Отец тяжело пережил ее смерть. Но он не умел горевать продолжительно… Средиземный африканский юг, залитый сверкающим светом, сразу обворожил его и солнцем, и восточной сказочной узорностью, и богатством туземных типов. Задумав большую картину «Перенесение ковра из Мекки в Каир», он вернулся накоротке в Петербург и снова умчался в Египет, на сей раз с братом Николаем Егоровичем, архитектором по профессии, даровитым пейзажистом (всего известнее его городские архитектурные этюды, написанные за эту египетскую поездку в манере отца, но гораздо суше).
Всю зиму ревностно писались в Каире этюды для «Ковра»; закончен там же большой эскиз этой картины, представленной вскоре членам царской фамилии. В ту пору, после «Масленицы», репутация отца при дворе установилась прочно. Один из вариантов «Ковра» приобрел наследник-цесаревич, другой холст на этот сюжет, но большего формата, приобретенный вскоре Александром II для Эрмитажа, отец начал тогда же, но закончил его по этюдам уже в Париже (в Петербурге не хватало света), когда его второй женой стала моя мать Юлия Павловна, рожденная Леткова.
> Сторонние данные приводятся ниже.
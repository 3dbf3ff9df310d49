//! Domain error type for the storefront.
//!
//! Services return `anyhow::Result`; failures the HTTP layer must turn into
//! a specific status are raised as [`ShopError`] and recovered with
//! `downcast_ref` in the server.

use thiserror::Error;

#[derive(Error, Debug)]
pub enum ShopError {
    #[error("{0} not found")]
    NotFound(String),

    #[error("{0}")]
    BadRequest(String),

    #[error("login required")]
    Unauthorized,

    #[error("invalid email or password")]
    InvalidCredentials,

    #[error("admin privileges required")]
    Forbidden,

    #[error("{0}")]
    Conflict(String),

    #[error("not enough stock for {name}: available {available}, requested {requested}")]
    OutOfStock {
        name: String,
        available: i64,
        requested: i64,
    },

    #[error("{0}")]
    PackUnavailable(String),
}

impl ShopError {
    /// Machine-readable code used in JSON error bodies.
    pub fn code(&self) -> &'static str {
        match self {
            Self::NotFound(_) => "not_found",
            Self::BadRequest(_) => "bad_request",
            Self::Unauthorized => "unauthorized",
            Self::InvalidCredentials => "invalid_credentials",
            Self::Forbidden => "forbidden",
            Self::Conflict(_) => "conflict",
            Self::OutOfStock { .. } => "out_of_stock",
            Self::PackUnavailable(_) => "pack_unavailable",
        }
    }
}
«Перенесение ковра» и второй брак
Надо отдать справедливость «Перенесению ковра» и в особенности бесчисленным масляным этюдам к нему и акварелям, наполнявшим каирские папки отца и альбомы. Что ни говори, солнце тут впервые загорелось в русской живописи, пусть картины, написанные с этих этюдов, и грешат еще академической чернотой. До Саврасова, Поленова, Серова, К. Коровина «плэнэры» Константина Маковского приблизили нашу живопись к природе, к сияющим ее краскам, почувствованным непосредственно, не из мастерской по указке школьных образцов. От яркой светотени его «Каира» повеяло чем-то очень новым, непохожим на сумеречную, «битюмную» заскорузлость передвижнических пейзажей (фальшиво-цветистые панорамы В. Верещагина не в счет, разумеется).
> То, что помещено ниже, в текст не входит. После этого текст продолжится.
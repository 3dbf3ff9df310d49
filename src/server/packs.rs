//! Pack endpoints. Responses are never cached (see `no_store`).

use axum::{
    extract::{Path, Query, State},
    Extension, Json,
};
use serde::Serialize;
use serde_json::{json, Value};

use super::{current_user, require_user, AppError, AppState, Session};
use crate::models::PackOpenRecord;
use crate::packs::{self, Collection, CollectionQuery, LedgerEntry, PackOpening, SetSummary};

const HISTORY_LIMIT: i64 = 20;

#[derive(Serialize)]
pub(super) struct SetsResponse {
    sets: Vec<SetSummary>,
    star_points: i64,
}

pub(super) async fn list_sets(
    State(state): State<AppState>,
    Extension(session): Extension<Session>,
) -> Result<Json<SetsResponse>, AppError> {
    let data = session.data.lock().await;
    let user = current_user(&state, &data).await?;
    let sets = packs::list_sets(&state.pool, &state.config.packs, user.as_ref()).await?;
    Ok(Json(SetsResponse {
        sets,
        star_points: user.map(|u| u.star_points).unwrap_or(0),
    }))
}

pub(super) async fn open(
    State(state): State<AppState>,
    Extension(session): Extension<Session>,
    Path(set): Path<String>,
) -> Result<Json<PackOpening>, AppError> {
    let data = session.data.lock().await;
    let user = require_user(&state, &data).await?;
    let opening = packs::open_pack(&state.pool, &state.config.packs, &user, &set).await?;
    Ok(Json(opening))
}

pub(super) async fn collection(
    State(state): State<AppState>,
    Extension(session): Extension<Session>,
    Query(query): Query<CollectionQuery>,
) -> Result<Json<Collection>, AppError> {
    let data = session.data.lock().await;
    let user = require_user(&state, &data).await?;
    Ok(Json(packs::collection(&state.pool, user.id, &query).await?))
}

pub(super) async fn clear_collection(
    State(state): State<AppState>,
    Extension(session): Extension<Session>,
) -> Result<Json<Value>, AppError> {
    let data = session.data.lock().await;
    let user = require_user(&state, &data).await?;
    let removed = packs::clear_collection(&state.pool, user.id).await?;
    Ok(Json(json!({ "removed": removed })))
}

#[derive(Serialize)]
pub(super) struct HistoryResponse {
    opens: Vec<PackOpenRecord>,
    ledger: Vec<LedgerEntry>,
    star_points: i64,
}

pub(super) async fn history(
    State(state): State<AppState>,
    Extension(session): Extension<Session>,
) -> Result<Json<HistoryResponse>, AppError> {
    let data = session.data.lock().await;
    let user = require_user(&state, &data).await?;
    Ok(Json(HistoryResponse {
        opens: packs::history(&state.pool, user.id, HISTORY_LIMIT).await?,
        ledger: packs::ledger(&state.pool, user.id).await?,
        star_points: user.star_points,
    }))
}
Об египетских поездках отца еще свежо было предание в моем детстве. Стены наших квартир увешивались каирскими этюдами. Эти мастерские «пошады», быстро намеченные ударами кисти по «первому впечатлению», с контрастами резко освещенных плоскостей и теней жгуче-синих, будили во мне мечту о далеком Востоке; жадно слушал я рассказы отца об экзотическом Леванте, и с той поры страны «Тысячи и одной ночи» стали для меня манящей далью…
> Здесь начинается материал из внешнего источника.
use anyhow::Result;
use serde::Deserialize;
use sqlx::{Row, SqlitePool};

use crate::catalog;
use crate::config::Config;
use crate::db;
use crate::embed_cmd;
use crate::embedding::{self, Embedder};
use crate::models::ScoredProduct;

/// Post-filters applied to semantic hits (case-insensitive).
#[derive(Debug, Default, Clone, Deserialize)]
pub struct SearchFilters {
    #[serde(default)]
    pub category: Option<String>,
    #[serde(default, rename = "type")]
    pub poke_type: Option<String>,
}

impl SearchFilters {
    fn accepts(&self, category: &str, poke_type: &str) -> bool {
        let matches = |wanted: &Option<String>, actual: &str| match wanted
            .as_deref()
            .map(str::trim)
            .filter(|w| !w.is_empty())
        {
            Some(w) => w.eq_ignore_ascii_case(actual),
            None => true,
        };
        matches(&self.category, category) && matches(&self.poke_type, poke_type)
    }
}

/// Rank products by cosine similarity to `query`.
///
/// Filters are applied after scoring, over the top `max(3k, k)` candidates,
/// so fewer than `k` results may come back when filters are selective.
pub async fn semantic_search(
    pool: &SqlitePool,
    embedder: &Embedder,
    query: &str,
    k: usize,
    filters: &SearchFilters,
) -> Result<Vec<ScoredProduct>> {
    if query.trim().is_empty() || k == 0 {
        return Ok(Vec::new());
    }

    let (query_vec, _model) = embedder.embed(query).await;

    if embed_cmd::index_size(pool).await? == 0 {
        embed_cmd::build_index(pool, embedder, false).await?;
    }

    let rows = sqlx::query("SELECT product_id, vector FROM product_embeddings")
        .fetch_all(pool)
        .await?;

    let mut candidates: Vec<(i64, f32)> = rows
        .iter()
        .map(|row| {
            let blob: Vec<u8> = row.get("vector");
            let vec = embedding::blob_to_vec(&blob);
            (
                row.get::<i64, _>("product_id"),
                embedding::cosine_similarity(&query_vec, &vec),
            )
        })
        .collect();

    // Sort by similarity desc, ties by id for determinism
    candidates.sort_by(|a, b| {
        b.1.partial_cmp(&a.1)
            .unwrap_or(std::cmp::Ordering::Equal)
            .then(a.0.cmp(&b.0))
    });
    candidates.truncate(k.saturating_mul(3).max(k));

    let mut results = Vec::with_capacity(k);
    for (product_id, score) in candidates {
        let Some(product) = catalog::get_product(pool, product_id).await? else {
            continue;
        };
        if !filters.accepts(&product.category, &product.poke_type) {
            continue;
        }
        results.push(ScoredProduct { product, score });
        if results.len() == k {
            break;
        }
    }

    Ok(results)
}

/// CLI entry point for `pokeshop search`.
pub async fn run_search(
    config: &Config,
    query: &str,
    filters: SearchFilters,
    limit: Option<usize>,
) -> Result<()> {
    if query.trim().is_empty() {
        println!("No results.");
        return Ok(());
    }

    let embedder = Embedder::new(&config.embedding)?;
    let pool = db::connect(config).await?;
    let k = limit.unwrap_or(config.assistant.search_k);

    let results = semantic_search(&pool, &embedder, query, k, &filters).await?;

    if results.is_empty() {
        println!("No results.");
        pool.close().await;
        return Ok(());
    }

    for (i, hit) in results.iter().enumerate() {
        let p = &hit.product;
        println!("{}. [{:.3}] {}", i + 1, hit.score, p.name);
        println!("    type: {} / category: {}", p.poke_type, p.category);
        println!("    price: {:.2}  stock: {}", p.base_price, p.stock);
        println!("    id: {}", p.id);
        println!();
    }

    pool.close().await;
    Ok(())
}

#[cfg(test)]
mod tests {
    use super::*;

    #[test]
    fn test_filters_case_insensitive() {
        let f = SearchFilters {
            category: Some("TCG".to_string()),
            poke_type: Some("Fire".to_string()),
        };
        assert!(f.accepts("tcg", "fire"));
        assert!(!f.accepts("plush", "fire"));
        assert!(!f.accepts("tcg", "water"));
    }

    #[test]
    fn test_blank_filters_accept_everything() {
        let f = SearchFilters {
            category: Some("  ".to_string()),
            poke_type: None,
        };
        assert!(f.accepts("anything", "any"));
    }
}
Каирские этюды оказались ценнейшим подсобным материалом; вскоре были написаны другие картины из восточного быта: «Факир», «Айша», «Свадьба в Каире», «Похороны» и «Арабка с бубном» (вошли в лондонское собрание Джорджа Эллиота), «Пляска дервишей», «Египетский продавец мелочей» и т. д. Одна из картин (было несколько вариантов) — «Арабская школа» — писалась по заказу Третьякова, но почему-то ему не потрафила, и это навсегда рассорило с ним отца: в знаменитую галлерею, кроме «Алексеича за самоваром», так и не попало больше ни одного его холста (до самой революции).